Pembahasan metode pemilihan termometer inframerah
prinsip bekerja
Semua benda dengan suhu lebih tinggi dari relatif nol terus-menerus memancarkan energi radiasi infra merah ke ruang sekitarnya. Karakteristik radiasi infra merah suatu benda—jumlah energi yang dipancarkan dan distribusinya berdasarkan panjang gelombang—berkaitan erat dengan suhu permukaannya. Oleh karena itu, dengan mengukur energi infra merah yang dipancarkan oleh benda itu sendiri, suhu permukaannya dapat ditentukan secara akurat, yang menjadi dasar pengukuran suhu radiasi infra merah.
Saat menggunakan termometer radiasi infra merah untuk mengukur suhu suatu target, jumlah radiasi infra merah dari target dalam rentang pitanya harus diukur terlebih dahulu, dan kemudian suhu target yang diukur dihitung dengan termometer. Termometer satu warna sebanding dengan jumlah radiasi dalam pita; termometer dua warna sebanding dengan rasio jumlah radiasi pada kedua pita.
Sistem inframerah
Termometer inframerah terdiri dari sistem optik, detektor fotolistrik, penguat sinyal, pemrosesan sinyal, keluaran tampilan dan bagian lainnya. Sistem optik mengumpulkan energi radiasi infra merah target dalam bidang pandangnya. Besar kecilnya bidang pandang ditentukan oleh bagian optik termometer dan posisinya. Energi inframerah difokuskan pada fotodetektor dan diubah menjadi sinyal listrik yang sesuai. Sinyal melewati amplifier dan sirkuit pemrosesan sinyal, dan diubah menjadi nilai suhu target yang diukur setelah koreksi sesuai dengan algoritma perawatan internal instrumen dan emisivitas target.

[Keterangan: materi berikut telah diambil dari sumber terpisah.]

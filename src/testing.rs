//! Host-side stand-ins for hardware shared by the unit tests.

use core::cell::Cell;

use crate::time::{Clock, Duration, Instant};

/// Clock that only moves when told to.
pub struct ManualClock {
    now_us: Cell<u64>,
    auto_step_us: u64,
}

impl ManualClock {
    pub fn new() -> Self {
        Self { now_us: Cell::new(0), auto_step_us: 0 }
    }

    /// Clock that advances by `step` every time it is read.
    pub fn auto_advancing(step: Duration) -> Self {
        Self { now_us: Cell::new(0), auto_step_us: step.ticks() }
    }

    pub fn advance(&self, by: Duration) {
        self.now_us.set(self.now_us.get() + by.ticks());
    }

    pub fn advance_ms(&self, ms: u64) {
        self.advance(Duration::millis(ms));
    }
}

impl Clock for ManualClock {
    fn now(&self) -> Instant {
        let now = self.now_us.get();
        self.now_us.set(now + self.auto_step_us);
        Instant::from_ticks(now)
    }
}

pub fn at_ms(ms: u64) -> Instant {
    Instant::from_ticks(ms * 1_000)
}

/// Delay that returns immediately.
pub struct NoDelay;

impl embedded_hal::delay::DelayNs for NoDelay {
    fn delay_ns(&mut self, _ns: u32) {}
}

/// Simulated MS5611: answers PROM reads and returns D1/D2 for the last
/// conversion started.
pub struct FakeMs5611 {
    pub prom: [u16; 8],
    pub d1: u32,
    pub d2: u32,
    pub commands: Vec<u8>,
    pub fail: bool,
    last_cmd: u8,
    converting: Option<u8>,
}

impl FakeMs5611 {
    const CONVERT_D1: u8 = 0x48;
    const CONVERT_D2: u8 = 0x58;

    /// Datasheet example chip reading 100009 Pa at 20.07 °C.
    pub fn new() -> Self {
        Self {
            prom: [0, 40127, 36924, 23317, 23282, 33464, 28312, 0],
            d1: 9_085_466,
            d2: 8_569_150,
            commands: Vec::new(),
            fail: false,
            last_cmd: 0xFF,
            converting: None,
        }
    }
}

impl embedded_hal::i2c::ErrorType for FakeMs5611 {
    type Error = embedded_hal::i2c::ErrorKind;
}

impl embedded_hal::i2c::I2c for FakeMs5611 {
    fn transaction(
        &mut self,
        address: u8,
        operations: &mut [embedded_hal::i2c::Operation<'_>],
    ) -> Result<(), Self::Error> {
        use embedded_hal::i2c::{ErrorKind, NoAcknowledgeSource, Operation};

        assert_eq!(address, 0x77);
        if self.fail {
            return Err(ErrorKind::NoAcknowledge(NoAcknowledgeSource::Address));
        }
        for op in operations.iter_mut() {
            match op {
                Operation::Write(bytes) => {
                    let cmd = bytes[0];
                    self.commands.push(cmd);
                    if cmd == Self::CONVERT_D1 || cmd == Self::CONVERT_D2 {
                        self.converting = Some(cmd);
                    }
                    self.last_cmd = cmd;
                }
                Operation::Read(buf) => {
                    if self.last_cmd & 0xF0 == 0xA0 {
                        let word = self.prom[((self.last_cmd >> 1) & 0x07) as usize];
                        buf.copy_from_slice(&word.to_be_bytes());
                    } else if self.last_cmd == 0x00 {
                        let value = match self.converting.take() {
                            Some(Self::CONVERT_D1) => self.d1,
                            Some(Self::CONVERT_D2) => self.d2,
                            _ => 0,
                        };
                        buf.copy_from_slice(&value.to_be_bytes()[1..]);
                    }
                }
            }
        }
        Ok(())
    }
}
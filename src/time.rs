//! Monotonic time used across the pipeline.
//!
//! All timestamps are microsecond ticks since boot. The firmware binary backs
//! [`Clock`] with the Embassy time driver; tests use a hand-advanced clock.

/// Microsecond instant since boot.
pub type Instant = fugit::Instant<u64, 1, 1_000_000>;

/// Microsecond duration.
pub type Duration = fugit::Duration<u64, 1, 1_000_000>;

/// Source of the current time.
pub trait Clock {
    fn now(&self) -> Instant;
}

/// Seconds elapsed from `earlier` to `later`, zero if time went backwards.
pub fn seconds_between(earlier: Instant, later: Instant) -> f32 {
    match later.checked_duration_since(earlier) {
        Some(d) => d.ticks() as f32 * 1e-6,
        None => 0.0,
    }
}

/// Milliseconds since `start`, saturating at zero.
pub fn millis_since(start: Instant, now: Instant) -> u32 {
    now.checked_duration_since(start)
        .map(|d| d.to_millis() as u32)
        .unwrap_or(0)
}
use micromath::F32Ext;

#[derive(Clone, Copy, Debug, PartialEq)]
#[cfg_attr(feature = "defmt", derive(defmt::Format))]
pub struct Quaternion {
    pub w: f32,
    pub x: f32,
    pub y: f32,
    pub z: f32,
}

impl Default for Quaternion {
    fn default() -> Self {
        Self {
            w: 1.0,
            x: 0.0,
            y: 0.0,
            z: 0.0,
        }
    }
}

impl Quaternion {
    /// Unit quaternion from its vector part, taking `w >= 0`.
    pub fn from_vector(x: f32, y: f32, z: f32) -> Self {
        let magnitude = (x * x + y * y + z * z).min(1.0);
        Self {
            w: libm::sqrtf(1.0 - magnitude),
            x,
            y,
            z,
        }
    }

    pub fn norm(&self) -> f32 {
        libm::sqrtf(self.w * self.w + self.x * self.x + self.y * self.y + self.z * self.z)
    }

    pub fn is_finite(&self) -> bool {
        self.w.is_finite() && self.x.is_finite() && self.y.is_finite() && self.z.is_finite()
    }

    /// Same rotation with `w >= 0`.
    pub fn canonical(self) -> Self {
        if self.w < 0.0 {
            Self {
                w: -self.w,
                x: -self.x,
                y: -self.y,
                z: -self.z,
            }
        } else {
            self
        }
    }

    /// Rotate (x, y, z) from BODY frame to EARTH frame: q * v * q_conj
    pub fn rotate(&self, x: f32, y: f32, z: f32) -> (f32, f32, f32) {
        let q0 = self.w;
        let q1 = self.x;
        let q2 = self.y;
        let q3 = self.z;

        let q00 = q0 * q0;
        let q11 = q1 * q1;
        let q22 = q2 * q2;
        let q33 = q3 * q3;

        let x_out = x * (q00 + q11 - q22 - q33)
            + y * (2. * (q1 * q2 - q0 * q3))
            + z * (2. * (q1 * q3 + q0 * q2));
        let y_out = x * (2. * (q1 * q2 + q0 * q3))
            + y * (q00 - q11 + q22 - q33)
            + z * (2. * (q2 * q3 - q0 * q1));
        let z_out = x * (2. * (q1 * q3 - q0 * q2))
            + y * (2. * (q2 * q3 + q0 * q1))
            + z * (q00 - q11 - q22 + q33);

        (x_out, y_out, z_out)
    }
}

/// Mahony complementary filter, gyro + accelerometer only.
pub struct Mahony {
    // PI constants
    kp: f32,
    ki: f32,

    // Integral error
    ix: f32,
    iy: f32,
    iz: f32,

    pub q: Quaternion,
}

impl Default for Mahony {
    fn default() -> Self {
        Self::new()
    }
}

impl Mahony {
    pub fn new() -> Self {
        Self {
            kp: 2.0,
            ki: 0.005,
            ix: 0.0,
            iy: 0.0,
            iz: 0.0,
            q: Quaternion::default(),
        }
    }

    /// `g*` in rad/s, `a*` in any unit (normalised here).
    pub fn update(&mut self, dt: f32, gx: f32, gy: f32, gz: f32, ax: f32, ay: f32, az: f32) {
        let mut q0 = self.q.w;
        let mut q1 = self.q.x;
        let mut q2 = self.q.y;
        let mut q3 = self.q.z;

        // Normalise accelerometer measurement
        let mut recip_norm = ax * ax + ay * ay + az * az;
        if recip_norm == 0.0 {
            return;
        }
        recip_norm = recip_norm.sqrt().recip();
        let ax = ax * recip_norm;
        let ay = ay * recip_norm;
        let az = az * recip_norm;

        // Estimated direction of gravity
        let halfvx = q1 * q3 - q0 * q2;
        let halfvy = q0 * q1 + q2 * q3;
        let halfvz = q0 * q0 - 0.5 + q3 * q3;

        // Error is cross product between estimated and measured direction of gravity
        let halfex = ay * halfvz - az * halfvy;
        let halfey = az * halfvx - ax * halfvz;
        let halfez = ax * halfvy - ay * halfvx;

        if self.ki > 0.0 {
            self.ix += self.ki * halfex * dt;
            self.iy += self.ki * halfey * dt;
            self.iz += self.ki * halfez * dt;
        } else {
            self.ix = 0.0;
            self.iy = 0.0;
            self.iz = 0.0;
        }

        // Apply proportional feedback
        let gx = gx + (self.kp * halfex + self.ix);
        let gy = gy + (self.kp * halfey + self.iy);
        let gz = gz + (self.kp * halfez + self.iz);

        // Integrate rate of change of quaternion
        let gx = gx * (0.5 * dt);
        let gy = gy * (0.5 * dt);
        let gz = gz * (0.5 * dt);

        let qa = q0;
        let qb = q1;
        let qc = q2;
        q0 += -qb * gx - qc * gy - q3 * gz;
        q1 += qa * gx + qc * gz - q3 * gy;
        q2 += qa * gy - qb * gz + q3 * gx;
        q3 += qa * gz + qb * gy - qc * gx;

        // Normalise quaternion
        recip_norm = q0 * q0 + q1 * q1 + q2 * q2 + q3 * q3;
        recip_norm = recip_norm.sqrt().recip();
        self.q.w = q0 * recip_norm;
        self.q.x = q1 * recip_norm;
        self.q.y = q2 * recip_norm;
        self.q.z = q3 * recip_norm;
    }
}

#[cfg(test)]
mod tests {
    use approx::assert_abs_diff_eq;

    use super::*;

    #[test]
    fn rotates_about_x() {
        let half = core::f32::consts::FRAC_PI_4;
        let q = Quaternion { w: half.cos(), x: half.sin(), y: 0.0, z: 0.0 };
        let (x, y, z) = q.rotate(0.0, 1.0, 0.0);
        assert_abs_diff_eq!(x, 0.0, epsilon = 1e-5);
        assert_abs_diff_eq!(y, 0.0, epsilon = 1e-5);
        assert_abs_diff_eq!(z, 1.0, epsilon = 1e-5);
    }

    #[test]
    fn vector_part_reconstructs_unit_quaternion() {
        let q = Quaternion::from_vector(0.6, 0.0, 0.0);
        assert_abs_diff_eq!(q.w, 0.8, epsilon = 1e-6);
        assert_abs_diff_eq!(q.norm(), 1.0, epsilon = 1e-6);

        // Slightly over unit length clamps to w = 0
        assert_eq!(Quaternion::from_vector(0.8, 0.7, 0.0).w, 0.0);
    }

    #[test]
    fn canonical_has_non_negative_w() {
        let q = Quaternion { w: -0.5, x: 0.5, y: -0.5, z: 0.5 }.canonical();
        assert_eq!(q, Quaternion { w: 0.5, x: -0.5, y: 0.5, z: -0.5 });
    }

    #[test]
    fn level_and_still_stays_identity() {
        let mut ahrs = Mahony::new();
        for _ in 0..100 {
            ahrs.update(0.05, 0.0, 0.0, 0.0, 0.0, 0.0, 1.0);
        }
        assert_abs_diff_eq!(ahrs.q.w, 1.0, epsilon = 1e-3);
    }

    #[test]
    fn converges_to_tilt() {
        let mut ahrs = Mahony::new();
        let tilt = 0.5f32;
        let (ay, az) = (tilt.sin(), tilt.cos());
        for _ in 0..2000 {
            ahrs.update(0.01, 0.0, 0.0, 0.0, 0.0, ay, az);
        }
        let (_, _, z) = ahrs.q.rotate(0.0, ay, az);
        assert_abs_diff_eq!(z, 1.0, epsilon = 0.02);
    }
}
pub mod ahrs;
pub mod filter;
pub mod gps;
pub mod icm42688;
pub mod imu;
pub mod kalman;
pub mod ms5611;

Memilih termometer inframerah dapat dibagi menjadi tiga aspek:
(1) Indikator kinerja seperti kisaran suhu, ukuran titik, panjang gelombang kerja, akurasi pengukuran, waktu respons, dll.; kondisi lingkungan dan kerja, seperti suhu lingkungan, jendela, tampilan dan keluaran, aksesori pelindung, dll.; pilihan lain, seperti kemudahan penggunaan, kinerja dan harga pemeliharaan dan kalibrasi, dll., juga memiliki dampak tertentu pada pilihan termometer.
(2) Tentukan rentang pengukuran suhu. Rentang pengukuran suhu adalah indikator kinerja termometer yang paling penting. Setiap model termometer memiliki rentang pengukuran suhu spesifiknya sendiri. Oleh karena itu, rentang suhu yang diukur pengguna harus dipertimbangkan secara akurat dan komprehensif, tidak terlalu sempit atau terlalu lebar. Menurut hukum radiasi benda hitam, perubahan energi radiasi yang disebabkan oleh suhu pada pita spektrum panjang gelombang pendek akan melebihi perubahan energi radiasi yang disebabkan oleh kesalahan emisivitas. Oleh karena itu, gelombang pendek harus digunakan semaksimal mungkin saat mengukur suhu.
(3) Tentukan ukuran target. Termometer inframerah dapat dibagi menjadi termometer satu warna dan termometer dua warna (termometer kolorimetri radiasi) sesuai dengan prinsipnya. Untuk termometer monokromatik, saat mengukur suhu, area target yang diukur harus memenuhi bidang pandang termometer. Disarankan agar ukuran target yang diukur melebihi 50% bidang pandang. Jika ukuran target lebih kecil dari bidang pandang, energi radiasi latar akan memasuki sinyal visual dan akustik termometer dan mengganggu pembacaan pengukuran suhu sehingga menyebabkan kesalahan. Sebaliknya, jika target lebih besar dari bidang pandang termometer, maka termometer tidak akan terpengaruh oleh latar belakang di luar area pengukuran.